Here's a look at both programs:
LEED. The U.S. Green Building Council has developed LEED standards for new commercial construction and major renovation projects (LEED-NC), existing building operations (LEED-EB), commercial interiors projects (LEED-CI, pilot version), and core and shell projects (LEED-CS, pilot version). LEED for homes (LEED-H) and neighborhood developments (LEED-ND) are currently in progress.
LEED-NC version 2.1 certifies buildings that earn a minimum of 26 out of 69 possible points (33 for silver, 39 for gold and 52 for platinum certification levels) in addition to seven prerequisites in the following categories:
- Sustainable Sites
- Water Efficiency
- Energy and Atmosphere
- Materials and Resources
- Indoor Environmental Quality
- Innovation & Design Process
In the Energy and Atmosphere category, for example, one to 10 points are possible for “Optimize Energy Performance.” The intent of this LEED credit is to achieve increasing levels of energy performance above the prerequisite standard to reduce environmental impacts associated with excessive energy use.
To earn this credit, reduce the design energy cost compared to the energy cost budget for energy systems regulated by ASHRAE/IESNA Standard 90.1-1999 (without amendments), as demonstrated by a whole building simulation using the Energy Cost Budget Method described in Section 11 of the standard.
One point can be earned in credit 1 for demonstrating a 15 percent reduction for new buildings and 5 percent reduction for existing buildings. Points can be earned respectively for each additional 5 percent reduction. To earn all 10 possible points, you will need to achieve a 60 percent reduction for new buildings and 50 percent reduction for existing buildings.
In addition to energy optimization credits, radiant systems used in conjunction with complementary flooring options and other efficient mechanical systems might have the potential to generate points in several other LEED categories, such as:
- Water Efficiency (water use reduction);
- Materials and Resources (resource reuse, recycled content, certified wood, construction waste management, regional materials, etc.);
- Indoor Environmental Quality (ventilation effectiveness, low-emitting adhesives and sealants, carpets and woods, thermal comfort, etc.); and
- LEED Innovation Credits (for exceptional performance above the requirements set by the LEED).
The new voluntary guidelines were announced last January at the group's International Builders Show, and are designed to help mainstream homebuilders incorporate environmental practices into every phase of the homebuilding process while putting a priority on housing affordability.
According to the NAHB, homes built today are 100 percent more energy-efficient that those built 30 years ago. However, the trade association recognized that green building techniques were primarily used by high-end niche builders. The NAHB began working on the new guidelines a year ago since many of its members wanted more research and education on how to build green homes that are both affordable and could be customized to local conditions.
Basically, there are three different levels of green building - Gold, Silver or Bronze - available to builders who want to rate their projects.
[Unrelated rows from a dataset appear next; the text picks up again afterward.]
//! Helpers for the in-memory registries
//!
//! Every registry is a `DashMap` mutated through single atomic operations.
//! `Lease` implements "remove now, put back unless consumed", which is how
//! MFA sessions and refresh records stay single-use while surviving a failed
//! or cancelled attempt.
use chrono::Utc;
use dashmap::DashMap;
use std::hash::Hash;
use std::sync::atomic::{AtomicI64, Ordering};

/// An entry removed from a map, reinserted on drop unless discarded
pub(crate) struct Lease<'a, K, V>
where
    K: Eq + Hash + Clone,
    V: Clone,
{
    map: &'a DashMap<K, V>,
    key: K,
    value: V,
    restore: bool,
}

impl<'a, K, V> Lease<'a, K, V>
where
    K: Eq + Hash + Clone,
    V: Clone,
{
    /// Atomically remove `key`; `None` if absent (or already taken by someone else)
    pub(crate) fn take(map: &'a DashMap<K, V>, key: &K) -> Option<Self> {
        map.remove(key).map(|(key, value)| Self {
            map,
            key,
            value,
            restore: true,
        })
    }

    pub(crate) fn value(&self) -> &V {
        &self.value
    }

    /// Consume the entry for good
    pub(crate) fn discard(mut self) -> V {
        self.restore = false;
        self.value.clone()
    }
}

impl<K, V> Drop for Lease<'_, K, V>
where
    K: Eq + Hash + Clone,
    V: Clone,
{
    fn drop(&mut self) {
        if self.restore {
            self.map.insert(self.key.clone(), self.value.clone());
        }
    }
}

/// Rate limit for opportunistic sweeps
///
/// Sweeping walks every shard, so mutating calls sweep at most once per interval.
#[derive(Debug)]
pub(crate) struct SweepGate {
    interval_secs: i64,
    last_sweep: AtomicI64,
}

impl SweepGate {
    pub(crate) fn new(interval_secs: i64) -> Self {
        Self {
            interval_secs,
            last_sweep: AtomicI64::new(0),
        }
    }

    /// True for exactly one caller per interval
    pub(crate) fn should_sweep(&self) -> bool {
        let now = Utc::now().timestamp();
        let last = self.last_sweep.load(Ordering::Relaxed);
        if now - last < self.interval_secs {
            return false;
        }
        self.last_sweep
            .compare_exchange(last, now, Ordering::AcqRel, Ordering::Relaxed)
            .is_ok()
    }
}

impl Default for SweepGate {
    fn default() -> Self {
        Self::new(1)
    }
}

#[cfg(test)]
mod tests {
    use super::*;

    #[test]
    fn test_lease_restores_on_drop() {
        let map: DashMap<String, u32> = DashMap::new();
        map.insert("k".to_string(), 7);

        {
            let lease = Lease::take(&map, &"k".to_string()).expect("entry present");
            assert_eq!(*lease.value(), 7);
            assert!(map.get("k").is_none(), "entry must be gone while leased");
        }

        assert_eq!(map.get("k").map(|v| *v), Some(7));
    }

    #[test]
    fn test_lease_discard_removes_for_good() {
        let map: DashMap<String, u32> = DashMap::new();
        map.insert("k".to_string(), 7);

        let lease = Lease::take(&map, &"k".to_string()).expect("entry present");
        assert_eq!(lease.discard(), 7);
        assert!(map.is_empty());
    }

    #[test]
    fn test_second_take_fails_while_leased() {
        let map: DashMap<String, u32> = DashMap::new();
        map.insert("k".to_string(), 1);

        let first = Lease::take(&map, &"k".to_string());
        let second = Lease::take(&map, &"k".to_string());
        assert!(first.is_some());
        assert!(second.is_none());
    }

    #[test]
    fn test_sweep_gate_admits_once_per_interval() {
        let gate = SweepGate::new(3600);
        assert!(gate.should_sweep());
        assert!(!gate.should_sweep());

        let always = SweepGate::new(0);
        assert!(always.should_sweep());
        assert!(always.should_sweep());
    }
}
At all levels, there are a minimum number of points required for each of the seven guiding principles in order to assure that all aspects of green building are addressed and that there is a balanced, whole-systems approach.
The RPA worked with the NAHB to incorporate radiant heating into the principle category of Energy Efficiency. Using an RPA-certified installer, for example, will earn six points, and using the “RPA Guidelines for Design and Installation” provides another eight points.